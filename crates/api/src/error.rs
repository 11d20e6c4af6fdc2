use axum::http::StatusCode;
use axum::response::{IntoResponse, Response};
use forgeline_core::error::CoreError;
use forgeline_db::store::{self, StoreError};
use serde_json::json;

/// Application-level error type for HTTP handlers.
///
/// Wraps [`CoreError`] for domain errors and [`StoreError`] for classified
/// database failures. Implements [`IntoResponse`] to produce consistent JSON
/// error responses; raw driver errors never reach a client.
#[derive(Debug, thiserror::Error)]
pub enum AppError {
    /// A domain-level error from `forgeline_core`.
    #[error(transparent)]
    Core(#[from] CoreError),

    /// A classified store failure.
    #[error(transparent)]
    Store(#[from] StoreError),

    /// A bad request with a human-readable message.
    #[error("Bad request: {0}")]
    BadRequest(String),

    /// An internal error with a human-readable message.
    #[error("Internal error: {0}")]
    InternalError(String),
}

/// Convenience type alias for handler return values.
pub type AppResult<T> = Result<T, AppError>;

impl From<sqlx::Error> for AppError {
    /// Classify driver errors at the boundary so every handler `?` on a
    /// repository call produces a taxonomized response.
    fn from(err: sqlx::Error) -> Self {
        AppError::Store(store::classify(err))
    }
}

impl IntoResponse for AppError {
    fn into_response(self) -> Response {
        let (status, code, message) = match &self {
            // --- CoreError variants ---
            AppError::Core(core) => match core {
                CoreError::NotFound { entity, id } => (
                    StatusCode::NOT_FOUND,
                    "NOT_FOUND",
                    format!("{entity} with id {id} not found"),
                ),
                CoreError::Validation(msg) => {
                    (StatusCode::BAD_REQUEST, "VALIDATION_ERROR", msg.clone())
                }
                CoreError::Conflict(msg) => (StatusCode::CONFLICT, "CONFLICT", msg.clone()),
                CoreError::Capacity { meeting_id } => (
                    StatusCode::CONFLICT,
                    "MEETING_FULL",
                    format!("Meeting {meeting_id} has no spots left"),
                ),
                CoreError::Unauthorized(msg) => {
                    (StatusCode::UNAUTHORIZED, "UNAUTHORIZED", msg.clone())
                }
                CoreError::Forbidden(msg) => (StatusCode::FORBIDDEN, "FORBIDDEN", msg.clone()),
                CoreError::Internal(msg) => {
                    tracing::error!(error = %msg, "Internal core error");
                    (
                        StatusCode::INTERNAL_SERVER_ERROR,
                        "INTERNAL_ERROR",
                        "An internal error occurred".to_string(),
                    )
                }
            },

            // --- Classified store errors ---
            AppError::Store(store) => match store {
                StoreError::Validation { field } => (
                    StatusCode::BAD_REQUEST,
                    "VALIDATION_ERROR",
                    format!("Invalid identifier in field '{field}'"),
                ),
                StoreError::NotFound => (
                    StatusCode::NOT_FOUND,
                    "NOT_FOUND",
                    "Resource not found".to_string(),
                ),
                StoreError::Column(msg) => {
                    tracing::error!(error = %msg, "Schema mismatch");
                    (
                        StatusCode::INTERNAL_SERVER_ERROR,
                        "SCHEMA_MISMATCH",
                        "An internal error occurred".to_string(),
                    )
                }
                StoreError::Format(msg) => {
                    tracing::error!(error = %msg, "Row format mismatch");
                    (
                        StatusCode::INTERNAL_SERVER_ERROR,
                        "FORMAT_ERROR",
                        "An internal error occurred".to_string(),
                    )
                }
                StoreError::Transport(msg) => {
                    tracing::error!(error = %msg, "Database transport failure");
                    (
                        StatusCode::BAD_GATEWAY,
                        "UPSTREAM_UNAVAILABLE",
                        "The data store is unreachable".to_string(),
                    )
                }
                StoreError::Unknown(msg) => {
                    tracing::error!(error = %msg, "Unclassified store error");
                    (
                        StatusCode::INTERNAL_SERVER_ERROR,
                        "INTERNAL_ERROR",
                        "An internal error occurred".to_string(),
                    )
                }
            },

            // --- HTTP-specific errors ---
            AppError::BadRequest(msg) => (StatusCode::BAD_REQUEST, "BAD_REQUEST", msg.clone()),
            AppError::InternalError(msg) => {
                tracing::error!(error = %msg, "Internal error");
                (
                    StatusCode::INTERNAL_SERVER_ERROR,
                    "INTERNAL_ERROR",
                    "An internal error occurred".to_string(),
                )
            }
        };

        let body = json!({
            "error": message,
            "code": code,
        });

        (status, axum::Json(body)).into_response()
    }
}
-=-=-
If a line in the entries holds the string "entity", copy it.

                CoreError::NotFound { entity, id } => (
                    format!("{entity} with id {id} not found"),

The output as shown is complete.